Contrary to what people may say you can buy spare parts for most things. One big change in the way things are repaired is that sometimes you have to buy a complete "module" rather than a discreet component, which can make the price of a repair uneconomical.

What do I mean by this? Say something breaks in a lens. Sometimes you have to buy a complete unit (eg aperture unit or IS unit) rather than just replace a aperture blade or broken part in a IS unit. I've seen something as simple as a switch break on a main PCB and rather than replace the switch (which is not available on it's own) you have to replace the whole board.

This is why camera technicians (who are not "factory" technicians) sometimes do "non standard" repairs - things like running jumper cables between 2 pints on a camera flex - rather than replacing the flex, or lapping and relubeing a lens helicoid rather than replacing the unit.

As for repairing film cameras you make do, using second hand parts when available, making non factory adjustments (bending things), or even making replacement parts from scratch (lens guides for example). The frustrating part is when it takes you 1 1/2 hours to get to the part you need to repair only to find the part is broken and no replacement is available. Some people just don't understand if you have a broken aperture blade you can't just put a new rivet in..it broke for a reason, and you need to replace it.

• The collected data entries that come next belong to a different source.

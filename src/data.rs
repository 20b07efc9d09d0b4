use chrono::{DateTime, Duration, NaiveDate, NaiveTime, Utc, Weekday};
use chrono_tz::Tz;
#[cfg(feature = "serde")]
use serde::{Deserialize, Serialize};
use std::collections::{BTreeMap, HashMap};
use thiserror::Error;

#[derive(Error, Debug, Clone, PartialEq, Eq)]
pub enum ScoringError {
    #[error("Vector dimensions differ. Expected {expected}, got {found}")]
    DimensionMismatch { expected: usize, found: usize },
    #[error("Invalid argument: {reason}")]
    InvalidArgument { reason: String },
}

impl ScoringError {
    pub(crate) fn invalid(reason: impl Into<String>) -> Self {
        ScoringError::InvalidArgument {
            reason: reason.into(),
        }
    }
}

/// The working window of a single day of the week, in the local time of the
/// request's timezone.
#[derive(Debug, Default, Copy, Clone, PartialEq, Eq)]
#[cfg_attr(feature = "serde", derive(Serialize, Deserialize))]
#[cfg_attr(feature = "serde", serde(rename_all = "camelCase", tag = "kind"))]
pub enum WorkingDay {
    #[default]
    Off,
    AllDay,
    /// An `end` of 00:00 reads as midnight at the end of the day.
    Hours { start: NaiveTime, end: NaiveTime },
}

#[derive(Debug, Clone, Default, PartialEq, Eq)]
#[cfg_attr(feature = "serde", derive(Serialize, Deserialize))]
#[cfg_attr(feature = "serde", serde(default))]
pub struct WorkingHours {
    pub days: HashMap<Weekday, WorkingDay>,
}

impl WorkingHours {
    pub fn new(days: HashMap<Weekday, WorkingDay>) -> Self {
        WorkingHours { days }
    }

    /// The same `start..end` window on Monday through Friday, weekends off.
    ///
    /// # Examples
    /// ```
    /// use chrono::{NaiveTime, Weekday};
    /// use zeitplan_slots::{WorkingDay, WorkingHours};
    ///
    /// let nine = NaiveTime::from_hms_opt(9, 0, 0).unwrap();
    /// let five = NaiveTime::from_hms_opt(17, 0, 0).unwrap();
    /// let hours = WorkingHours::weekdays(nine, five);
    ///
    /// assert_eq!(hours.get(Weekday::Wed), WorkingDay::Hours { start: nine, end: five });
    /// assert_eq!(hours.get(Weekday::Sun), WorkingDay::Off);
    /// ```
    pub fn weekdays(start: NaiveTime, end: NaiveTime) -> Self {
        let days = [
            Weekday::Mon,
            Weekday::Tue,
            Weekday::Wed,
            Weekday::Thu,
            Weekday::Fri,
        ]
        .into_iter()
        .map(|day| (day, WorkingDay::Hours { start, end }))
        .collect();

        WorkingHours { days }
    }

    pub fn with_day(mut self, weekday: Weekday, day: WorkingDay) -> Self {
        self.days.insert(weekday, day);
        self
    }

    /// Days without an entry are days off.
    pub fn get(&self, weekday: Weekday) -> WorkingDay {
        self.days.get(&weekday).copied().unwrap_or_default()
    }
}

/// A period on the user's calendar. Blocks are facts handed to us by the
/// calendar source and are never modified.
#[derive(Debug, Clone, PartialEq, Eq)]
#[cfg_attr(feature = "serde", derive(Serialize, Deserialize))]
#[cfg_attr(feature = "serde", serde(rename_all = "camelCase"))]
pub struct Block {
    pub start: DateTime<Utc>,
    pub end: DateTime<Utc>,
    #[cfg_attr(feature = "serde", serde(default))]
    pub all_day: bool,
    #[cfg_attr(feature = "serde", serde(default))]
    pub has_recipients: bool,
}

impl Block {
    pub fn new(start: DateTime<Utc>, end: DateTime<Utc>) -> Self {
        Block {
            start,
            end,
            all_day: false,
            has_recipients: false,
        }
    }

    pub fn all_day(start: DateTime<Utc>, end: DateTime<Utc>) -> Self {
        Block {
            all_day: true,
            ..Block::new(start, end)
        }
    }

    pub fn with_recipients(mut self) -> Self {
        self.has_recipients = true;
        self
    }

    /// All-day entries (holidays, reminders, out-of-office banners) do not
    /// occupy time.
    pub fn is_busy(&self) -> bool {
        !self.all_day && self.end > self.start
    }

    pub fn overlaps(&self, from: DateTime<Utc>, to: DateTime<Utc>) -> bool {
        self.start < to && from < self.end
    }
}

#[derive(Debug, Clone, PartialEq)]
#[cfg_attr(feature = "serde", derive(Serialize, Deserialize))]
#[cfg_attr(feature = "serde", serde(rename_all = "camelCase"))]
pub struct SlotSuggestion {
    pub start: DateTime<Utc>,
    pub end: DateTime<Utc>,
    pub score: f64,
}

pub type BlocksByDate = BTreeMap<NaiveDate, Vec<Block>>;

/// Files every block under each local date it touches in `tz`. A block ending
/// exactly at local midnight does not touch the following date.
///
/// # Examples
/// ```
/// use chrono::{NaiveDate, TimeZone, Utc};
/// use chrono_tz::Tz;
/// use zeitplan_slots::{bucket_by_date, Block};
///
/// let overnight = Block::new(
///     Utc.with_ymd_and_hms(2021, 6, 1, 22, 0, 0).unwrap(),
///     Utc.with_ymd_and_hms(2021, 6, 2, 2, 0, 0).unwrap(),
/// );
/// let buckets = bucket_by_date(&[overnight], &Tz::UTC);
///
/// assert_eq!(
///     buckets.keys().copied().collect::<Vec<_>>(),
///     vec![
///         NaiveDate::from_ymd_opt(2021, 6, 1).unwrap(),
///         NaiveDate::from_ymd_opt(2021, 6, 2).unwrap(),
///     ]
/// );
/// ```
pub fn bucket_by_date(blocks: &[Block], tz: &Tz) -> BlocksByDate {
    let mut buckets = BlocksByDate::new();

    for block in blocks.iter().filter(|block| block.end > block.start) {
        let first = block.start.with_timezone(tz).date_naive();
        let last = (block.end - Duration::nanoseconds(1))
            .with_timezone(tz)
            .date_naive();

        for date in first.iter_days().take_while(|date| *date <= last) {
            buckets.entry(date).or_default().push(block.clone());
        }
    }

    buckets
}
use chrono::{DateTime, Utc};
use lambda_runtime::{run, service_fn, Error, LambdaEvent};
use serde::{Deserialize, Serialize};
use zeitplan_slots::{
    Block, ScoringError, SlotSuggestion, Suggester, SuggestionConfig, SuggestionRequest,
    WorkingHours,
};

/// Everything the scorer needs for one user. Calendar blocks are expected to
/// cover the lookback period as well as the searched range.
#[derive(Deserialize)]
#[serde(rename_all = "camelCase")]
struct Request {
    working_hours: WorkingHours,
    #[serde(default)]
    blocks: Vec<Block>,
    request: SuggestionRequest,
    now: Option<DateTime<Utc>>,
}

#[derive(Serialize)]
struct Response {
    suggestions: Vec<SlotSuggestion>,
}

async fn function_handler(event: LambdaEvent<Request>) -> Result<Response, ScoringError> {
    let payload = event.payload;
    let now = payload.now.unwrap_or_else(Utc::now);

    let suggester = Suggester::new(
        payload.working_hours,
        payload.blocks,
        SuggestionConfig::from_env(),
    );

    suggester
        .suggest(&payload.request, now)
        .map(|suggestions| Response { suggestions })
}

#[tokio::main]
async fn main() -> Result<(), Error> {
    tracing_subscriber::fmt()
        .with_max_level(tracing::Level::INFO)
        // disable printing the name of the module in every log line.
        .with_target(false)
        // disabling time is handy because CloudWatch will add the ingestion time.
        .without_time()
        .init();

    run(service_fn(function_handler)).await
}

One of the biggest problems today is the foam that was put under the metal bars that hold down the prism's on many cameras. The foam is degrading, and removing the silvering from the prism. And you can't get replacements. Chinese made K1000's are the worst offenders - 1 in 2 would be showing desilvering.

I do agree that it is a dying art. I don't do repairs full time anymore. I have a friend who is 65 and has been repairing cameras all his life. He was factory trained by several manufacturers, and over the years has repaired most brands of camera. (He's also the one who taught me how to repair a Minolta SRT - did you know to do a service properly you need to replace 21 light seals, including some on the back of the mirror box and under the prism!).

We were sitting around a couple of months ago, and he basically asked me to come over and practice repairing things, and he would teach me how to repair pretty much anything he knew how to repair. His reasoning was similar to above - its a dying art, and he is hoping as I'm 14 years younger than him I can keep it going for a little while longer..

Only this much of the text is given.